Eocene primate from Myanmar and the initial anthropoid colonization of Africa

Late Middle Eocene primate from Myanmar and the initial anthropoid colonization of Africa

Reconstructing the origin and early evolutionary history of anthropoid primates (monkeys, apes, and humans) is a current focus of paleoprimatology. Although earlier hypotheses frequently supported an African origin for anthropoids, recent discoveries of older and phylogenetically more basal fossils in China and Myanmar indicate that the group originated in Asia. Given the Oligocene-Recent history of African anthropoids, the colonization of Africa by early anthropoids hailing from Asia was a decisive event in primate evolution. However, the fossil record has so far failed to constrain the nature and timing of this pivotal event. Here we describe a fossil primate from the late middle Eocene Pondaung Formation of Myanmar, Afrasia djijidae gen. et sp. nov., that is remarkably similar to, yet dentally more primitive than, the roughly contemporaneous North African anthropoid Afrotarsius. Phylogenetic analysis suggests that Afrasia and Afrotarsius are sister taxa within a basal anthropoid clade designated as the infraorder Eosimiiformes.

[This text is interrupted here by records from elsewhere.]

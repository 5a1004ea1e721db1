//! Per-item bundle construction.
//!
//! [`MetadataMapper`] holds one frozen taxonomy snapshot with its compiled
//! matchers and turns a raw record plus free text into an
//! [`ExtractionResult`]. Construction runs through a fallible path; any error
//! or panic becomes a degraded result for that item only.

use std::panic::{catch_unwind, AssertUnwindSafe};
use std::sync::Arc;

use chrono::Utc;
use serde_json::{json, Value as JsonValue};
use sherd_core::defaults::{BATCH_CONCURRENCY, MAX_DESCRIPTIONS, MAX_TEXT_CHARS};
use sherd_core::models::{
    DescriptiveMetadata, Digitalization, ExtendedMetadata, ExtractionResult, ManagementMetadata,
    OriginalData, PreservationRecords, ProcessingMetadata, TopicLabel,
};
use sherd_core::record::{FieldValue, RawItem};
use sherd_core::taxonomy::{KeywordTaxonomy, TaxonomyStore};
use sherd_core::{Error, Result};
use tracing::{debug, trace, warn};

use crate::attributes::{self, dedup_keep_order};
use crate::inscription;
use crate::matcher::CompiledTaxonomy;
use crate::period::{self, PeriodInfo};
use crate::place;
use crate::quality;

/// Tunables for the mapper and batch runner.
#[derive(Debug, Clone)]
pub struct MapperConfig {
    /// Character cap when the mapper assembles free text itself.
    pub max_text_chars: usize,
    /// Maximum items extracted at once by the batch runner.
    pub concurrency: usize,
}

impl Default for MapperConfig {
    fn default() -> Self {
        Self {
            max_text_chars: MAX_TEXT_CHARS,
            concurrency: BATCH_CONCURRENCY,
        }
    }
}

impl MapperConfig {
    /// Create config from environment variables (with defaults).
    ///
    /// | Variable | Default | Description |
    /// |----------|---------|-------------|
    /// | `SHERD_MAX_TEXT_CHARS` | `2000` | Cap on assembled free text |
    /// | `SHERD_BATCH_CONCURRENCY` | `8` | Max items in flight per batch |
    pub fn from_env() -> Self {
        let max_text_chars = std::env::var("SHERD_MAX_TEXT_CHARS")
            .ok()
            .and_then(|v| v.parse::<usize>().ok())
            .unwrap_or(MAX_TEXT_CHARS);

        let concurrency = std::env::var("SHERD_BATCH_CONCURRENCY")
            .ok()
            .and_then(|v| v.parse::<usize>().ok())
            .unwrap_or(BATCH_CONCURRENCY)
            .max(1);

        Self {
            max_text_chars,
            concurrency,
        }
    }

    pub fn with_max_text_chars(mut self, max: usize) -> Self {
        self.max_text_chars = max;
        self
    }

    /// Set batch concurrency (at least 1).
    pub fn with_concurrency(mut self, concurrency: usize) -> Self {
        self.concurrency = concurrency.max(1);
        self
    }
}

/// Attribute extractor bound to one taxonomy snapshot.
#[derive(Debug)]
pub struct MetadataMapper {
    compiled: CompiledTaxonomy,
    config: MapperConfig,
}

impl Default for MetadataMapper {
    fn default() -> Self {
        Self::new(Arc::new(KeywordTaxonomy::default()))
    }
}

impl MetadataMapper {
    pub fn new(taxonomy: Arc<KeywordTaxonomy>) -> Self {
        Self::with_config(taxonomy, MapperConfig::default())
    }

    pub fn with_config(taxonomy: Arc<KeywordTaxonomy>, config: MapperConfig) -> Self {
        Self {
            compiled: CompiledTaxonomy::new(taxonomy),
            config,
        }
    }

    /// Mapper over the store's current snapshot. Later store updates do not
    /// affect it.
    pub fn from_store(store: &TaxonomyStore) -> Self {
        Self::new(store.snapshot())
    }

    pub fn config(&self) -> &MapperConfig {
        &self.config
    }

    pub fn taxonomy(&self) -> &KeywordTaxonomy {
        self.compiled.taxonomy()
    }

    pub fn taxonomy_version(&self) -> u64 {
        self.taxonomy().version()
    }

    // =========================================================================
    // Sub-extractors
    // =========================================================================

    pub fn extract_colored_drawing(&self, text: &str) -> Vec<String> {
        attributes::extract_colored_drawing(&self.compiled, text)
    }

    pub fn extract_decorations(&self, text: &str) -> Vec<String> {
        attributes::extract_decorations(&self.compiled, text)
    }

    pub fn extract_shape(&self, text: &str) -> Vec<String> {
        attributes::extract_shape(&self.compiled, text)
    }

    pub fn extract_function(&self, text: &str) -> Vec<String> {
        attributes::extract_function(&self.compiled, text)
    }

    pub fn extract_material(&self, text: &str) -> Vec<String> {
        attributes::extract_material(&self.compiled, text)
    }

    pub fn extract_glaze(&self, text: &str) -> Vec<String> {
        attributes::extract_glaze(&self.compiled, text)
    }

    pub fn extract_production_place(&self, item: &RawItem, text: &str) -> Vec<String> {
        place::extract_production_place(&self.compiled, item, text)
    }

    pub fn extract_period_info(&self, item: &RawItem, text: &str) -> PeriodInfo {
        period::extract_period_info(&self.compiled, item, text)
    }

    pub fn extract_inscriptions(&self, text: &str) -> Vec<String> {
        inscription::extract_inscriptions(&self.compiled, text)
    }

    // =========================================================================
    // Sections
    // =========================================================================

    /// Descriptive section with quality indicators.
    pub fn descriptive_metadata(
        &self,
        item: &RawItem,
        text: &str,
        topics: Option<&[TopicLabel]>,
    ) -> DescriptiveMetadata {
        let text = text.to_lowercase();
        let material = self.extract_material(&text);
        let places = self.extract_production_place(item, &text);

        let mut descriptive = DescriptiveMetadata {
            descriptions: descriptions(item),
            colored_drawing: self.extract_colored_drawing(&text),
            decorations: self.extract_decorations(&text),
            shape: self.extract_shape(&text),
            function: self.extract_function(&text),
            paste: material.clone(),
            paste_material: material,
            glaze: self.extract_glaze(&text),
            production_place: places.clone(),
            production_place_location: places,
            inscriptions: self.extract_inscriptions(&text),
            lda_topics: usable_topics(item, topics),
            ..Default::default()
        };
        descriptive.extraction_quality = quality::assess(&descriptive);
        descriptive.quality_score = descriptive.extraction_quality.score();
        descriptive
    }

    /// Management section: titles, identifier, dating, and provenance.
    pub fn management_metadata(&self, item: &RawItem, text: &str) -> ManagementMetadata {
        let info = self.extract_period_info(item, text);

        let mut title = item.strings("title");
        if title.is_empty() {
            title = item.strings("dcTitle");
        }
        let mut used_titles = item.strings("dcTitle");
        used_titles.extend(item.strings("title"));

        ManagementMetadata {
            title,
            used_titles: dedup_keep_order(used_titles),
            identifier: item.id(),
            period: info.periods,
            years: info.years,
            period_summary: info.summary,
            completeness_level: first_present(item, &["europeanaCompleteness", "completeness"])
                .unwrap_or_else(|| json!(0)),
            providing_institution: passthrough(item, "dataProvider"),
            providing_institution_country: passthrough(item, "country"),
            date_of_storage: passthrough(item, "timestamp_created"),
            preservation_records: PreservationRecords {
                rights: passthrough(item, "rights"),
                timestamp_created: passthrough(item, "timestamp_created"),
                timestamp_updated: passthrough(item, "timestamp_update"),
                quality_score: description_quality(item),
            },
        }
    }

    /// Extended section: people, collections, and digitisation links.
    pub fn extended_metadata(&self, item: &RawItem) -> ExtendedMetadata {
        ExtendedMetadata {
            related_people: item.strings("dcCreator"),
            related_collections: item.strings("europeanaCollectionName"),
            digitalization: Digitalization {
                edm_is_shown_at: passthrough(item, "edmIsShownAt"),
                edm_is_shown_by: passthrough(item, "edmIsShownBy"),
                edm_preview: passthrough(item, "edmPreview"),
            },
            documentations_api: passthrough(item, "link"),
            original_data: OriginalData {
                guid: passthrough(item, "guid"),
                europeana_collection_name: passthrough(item, "europeanaCollectionName"),
                provider: passthrough(item, "provider"),
                kind: passthrough(item, "type"),
                language: first_present(item, &["language"]).unwrap_or_else(|| json!([])),
            },
        }
    }

    // =========================================================================
    // Items
    // =========================================================================

    /// Build the full bundle for one record.
    ///
    /// `text` is the assembled free text; when `None` the mapper assembles it
    /// from the record. Never fails: errors and panics produce a degraded
    /// result that keeps the record identifier.
    pub fn process_item(
        &self,
        item: &RawItem,
        text: Option<&str>,
        topics: Option<&[TopicLabel]>,
    ) -> ExtractionResult {
        let outcome = catch_unwind(AssertUnwindSafe(|| self.try_process(item, text, topics)));
        match outcome {
            Ok(Ok(result)) => result,
            Ok(Err(e)) => self.degrade(item.id(), e),
            Err(panic) => self.degrade(item.id(), Error::Internal(panic_message(panic.as_ref()))),
        }
    }

    /// [`MetadataMapper::process_item`] for an unchecked JSON value.
    pub fn process_value(
        &self,
        value: JsonValue,
        text: Option<&str>,
        topics: Option<&[TopicLabel]>,
    ) -> ExtractionResult {
        let id = record_id(&value);
        match RawItem::from_value(value) {
            Ok(item) => self.process_item(&item, text, topics),
            Err(e) => self.degrade(id, e),
        }
    }

    fn try_process(
        &self,
        item: &RawItem,
        text: Option<&str>,
        topics: Option<&[TopicLabel]>,
    ) -> Result<ExtractionResult> {
        let text = match text {
            Some(text) => text.to_string(),
            None => item.assemble_text_with_limit(self.config.max_text_chars),
        };

        let descriptive = self.descriptive_metadata(item, &text, topics);
        let management = self.management_metadata(item, &text);
        let extended = self.extended_metadata(item);

        trace!(
            subsystem = "extract",
            component = "mapper",
            op = "process_item",
            item_id = %management.identifier,
            colors = descriptive.colored_drawing.len(),
            decorations = descriptive.decorations.len(),
            places = descriptive.production_place.len(),
            periods = management.period.len(),
            quality_score = descriptive.quality_score,
            "Extracted item"
        );

        Ok(ExtractionResult {
            id: item.id(),
            descriptive: Some(descriptive),
            management: Some(management),
            extended: Some(extended),
            processing: ProcessingMetadata::Completed {
                processed_date: processed_date(),
                preprocessing_metadata: first_present(item, &["preprocessing_metadata"])
                    .unwrap_or_else(|| json!({})),
            },
        })
    }

    fn degrade(&self, id: String, error: Error) -> ExtractionResult {
        warn!(
            subsystem = "extract",
            component = "mapper",
            op = "process_item",
            item_id = %id,
            error = %error,
            "Item degraded"
        );
        ExtractionResult::degraded(id, processed_date(), error)
    }
}

/// Identifier of a raw JSON record, or `""`.
pub(crate) fn record_id(value: &JsonValue) -> String {
    value
        .get("id")
        .map(|id| FieldValue::from_json(id).flatten())
        .and_then(|ids| ids.into_iter().next())
        .unwrap_or_default()
}

/// Current time in RFC 3339.
pub(crate) fn processed_date() -> String {
    Utc::now().to_rfc3339()
}

/// Topics with a finite probability in [0, 1], or `None` when none remain.
fn usable_topics(item: &RawItem, topics: Option<&[TopicLabel]>) -> Option<Vec<TopicLabel>> {
    let topics = topics?;
    let usable: Vec<TopicLabel> = topics
        .iter()
        .filter(|t| t.probability.is_finite() && (0.0..=1.0).contains(&t.probability))
        .cloned()
        .collect();
    if usable.len() < topics.len() {
        debug!(
            subsystem = "extract",
            component = "mapper",
            item_id = %item.id(),
            dropped = topics.len() - usable.len(),
            "Dropped topics with probability outside [0, 1]"
        );
    }
    (!usable.is_empty()).then_some(usable)
}

fn descriptions(item: &RawItem) -> Vec<String> {
    let mut values = item.strings("dcDescription");
    if values.is_empty() {
        values = item.strings("description");
    }
    values.truncate(MAX_DESCRIPTIONS);
    values
}

fn description_quality(item: &RawItem) -> f64 {
    item.raw("description_quality")
        .and_then(|q| q.get("score"))
        .and_then(JsonValue::as_f64)
        .unwrap_or(0.0)
}

/// First non-null value among `names`.
fn first_present(item: &RawItem, names: &[&str]) -> Option<JsonValue> {
    names
        .iter()
        .filter_map(|name| item.raw(name))
        .find(|value| !value.is_null())
        .cloned()
}

/// Raw value of `name`, or `""` when missing.
fn passthrough(item: &RawItem, name: &str) -> JsonValue {
    first_present(item, &[name]).unwrap_or_else(|| json!(""))
}

fn panic_message(panic: &(dyn std::any::Any + Send)) -> String {
    if let Some(s) = panic.downcast_ref::<&str>() {
        format!("extraction panicked: {}", s)
    } else if let Some(s) = panic.downcast_ref::<String>() {
        format!("extraction panicked: {}", s)
    } else {
        "extraction panicked".to_string()
    }
}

Current knowledge of eosimiiform relationships and their distribution through space and time suggests that members of this clade dispersed from Asia to Africa sometime during the middle Eocene, shortly before their first appearance in the African fossil record. Crown anthropoids and their nearest fossil relatives do not appear to be specially related to Afrotarsius, suggesting one or more additional episodes of dispersal from Asia to Africa. Hystricognathous rodents, anthracotheres, and possibly other Asian mammal groups seem to have colonized Africa at roughly the same time or shortly after anthropoids gained their first toehold there.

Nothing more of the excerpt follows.